_Task brief_
Please restate each entry exactly, without skipping any.

(Collected data entries)
□ □ □ □ □

//! Mojang API integration: name-to-UUID resolution and texture lookup.

pub mod http;
pub mod types;

pub use http::{fetch_skin, resolve_uuid};
pub use types::{PlayerIdentity, SkinData};
//! HTTP calls against the Mojang profile and session-server APIs.

use std::time::Duration;

use reqwest::{Client, StatusCode};
use tracing::{debug, warn};

use crate::cli::types::{PlayerUuid, Username};
use crate::mojang::types::{MinecraftProfile, PlayerIdentity, SkinData};
use crate::{Result, StatsError};

/// Base path for the Mojang profile API.
pub const PROFILE_BASE_URL: &str = "https://api.mojang.com";

/// Base path for the Mojang session server (textures).
pub const SESSION_BASE_URL: &str = "https://sessionserver.mojang.com";

/// Mojang calls are bounded at 10 seconds.
pub const REQUEST_TIMEOUT: Duration = Duration::from_secs(10);

/// Build a client with the Mojang request timeout applied.
pub fn build_client() -> Result<Client> {
    Ok(Client::builder().timeout(REQUEST_TIMEOUT).build()?)
}

/// Resolve a player name to its UUID.
///
/// The endpoint answers an unknown name with an empty 204 (older API
/// revisions) or a 404; both map to [`StatsError::PlayerNotFound`].
pub async fn resolve_uuid(client: &Client, name: &Username) -> Result<PlayerIdentity> {
    let url = format!("{PROFILE_BASE_URL}/users/profiles/minecraft/{name}");
    debug!(%name, "resolving player UUID");

    let response = client.get(&url).send().await?;
    if matches!(
        response.status(),
        StatusCode::NO_CONTENT | StatusCode::NOT_FOUND
    ) {
        return Err(StatsError::PlayerNotFound {
            name: name.to_string(),
        });
    }

    let identity: PlayerIdentity = response.error_for_status()?.json().await?;
    Ok(identity)
}

/// Fetch the session-server profile for a UUID.
pub async fn get_profile(client: &Client, uuid: &PlayerUuid) -> Result<MinecraftProfile> {
    let url = format!("{SESSION_BASE_URL}/session/minecraft/profile/{uuid}");
    debug!(%uuid, "fetching session profile");

    let profile = client
        .get(&url)
        .send()
        .await?
        .error_for_status()?
        .json::<MinecraftProfile>()
        .await?;

    Ok(profile)
}

/// Fetch and decode a player's skin/cape URLs.
///
/// Texture lookup is cosmetic, so this never fails the caller: any error in
/// the HTTP call or the decode pipeline is logged and degrades to an empty
/// [`SkinData`].
pub async fn fetch_skin(client: &Client, uuid: &PlayerUuid) -> SkinData {
    match try_fetch_skin(client, uuid).await {
        Ok(skin) => skin,
        Err(e) => {
            warn!(%uuid, error = %e, "skin lookup failed, continuing without textures");
            SkinData::default()
        }
    }
}

async fn try_fetch_skin(client: &Client, uuid: &PlayerUuid) -> Result<SkinData> {
    let profile = get_profile(client, uuid).await?;
    SkinData::from_profile(&profile)
}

□ □ □ □ □

_Response to the task_
//! Mojang API integration: name-to-UUID resolution and texture lookup.

pub mod http;
pub mod types;

pub use http::{fetch_skin, resolve_uuid};
pub use types::{PlayerIdentity, SkinData};
//! HTTP calls against the Mojang profile and session-server APIs.

use std::time::Duration;

use reqwest::{Client, StatusCode};
use tracing::{debug, warn};

use crate::cli::types::{PlayerUuid, Username};
use crate::mojang::types::{MinecraftProfile, PlayerIdentity, SkinData};
use crate::{Result, StatsError};

/// Base path for the Mojang profile API.
pub const PROFILE_BASE_URL: &str = "https://api.mojang.com";

/// Base path for the Mojang session server (textures).
pub const SESSION_BASE_URL: &str = "https://sessionserver.mojang.com";

/// Mojang calls are bounded at 10 seconds.
pub const REQUEST_TIMEOUT: Duration = Duration::from_secs(10);

/// Build a client with the Mojang request timeout applied.
pub fn build_client() -> Result<Client> {
    Ok(Client::builder().timeout(REQUEST_TIMEOUT).build()?)
}

/// Resolve a player name to its UUID.
///
/// The endpoint answers an unknown name with an empty 204 (older API
/// revisions) or a 404; both map to [`StatsError::PlayerNotFound`].
pub async fn resolve_uuid(client: &Client, name: &Username) -> Result<PlayerIdentity> {
    let url = format!("{PROFILE_BASE_URL}/users/profiles/minecraft/{name}");
    debug!(%name, "resolving player UUID");

    let response = client.get(&url).send().await?;
    if matches!(
        response.status(),
        StatusCode::NO_CONTENT | StatusCode::NOT_FOUND
    ) {
        return Err(StatsError::PlayerNotFound {
            name: name.to_string(),
        });
    }

    let identity: PlayerIdentity = response.error_for_status()?.json().await?;
    Ok(identity)
}

/// Fetch the session-server profile for a UUID.
pub async fn get_profile(client: &Client, uuid: &PlayerUuid) -> Result<MinecraftProfile> {
    let url = format!("{SESSION_BASE_URL}/session/minecraft/profile/{uuid}");
    debug!(%uuid, "fetching session profile");

    let profile = client
        .get(&url)
        .send()
        .await?
        .error_for_status()?
        .json::<MinecraftProfile>()
        .await?;

    Ok(profile)
}

/// Fetch and decode a player's skin/cape URLs.
///
/// Texture lookup is cosmetic, so this never fails the caller: any error in
/// the HTTP call or the decode pipeline is logged and degrades to an empty
/// [`SkinData`].
pub async fn fetch_skin(client: &Client, uuid: &PlayerUuid) -> SkinData {
    match try_fetch_skin(client, uuid).await {
        Ok(skin) => skin,
        Err(e) => {
            warn!(%uuid, error = %e, "skin lookup failed, continuing without textures");
            SkinData::default()
        }
    }
}

async fn try_fetch_skin(client: &Client, uuid: &PlayerUuid) -> Result<SkinData> {
    let profile = get_profile(client, uuid).await?;
    SkinData::from_profile(&profile)
}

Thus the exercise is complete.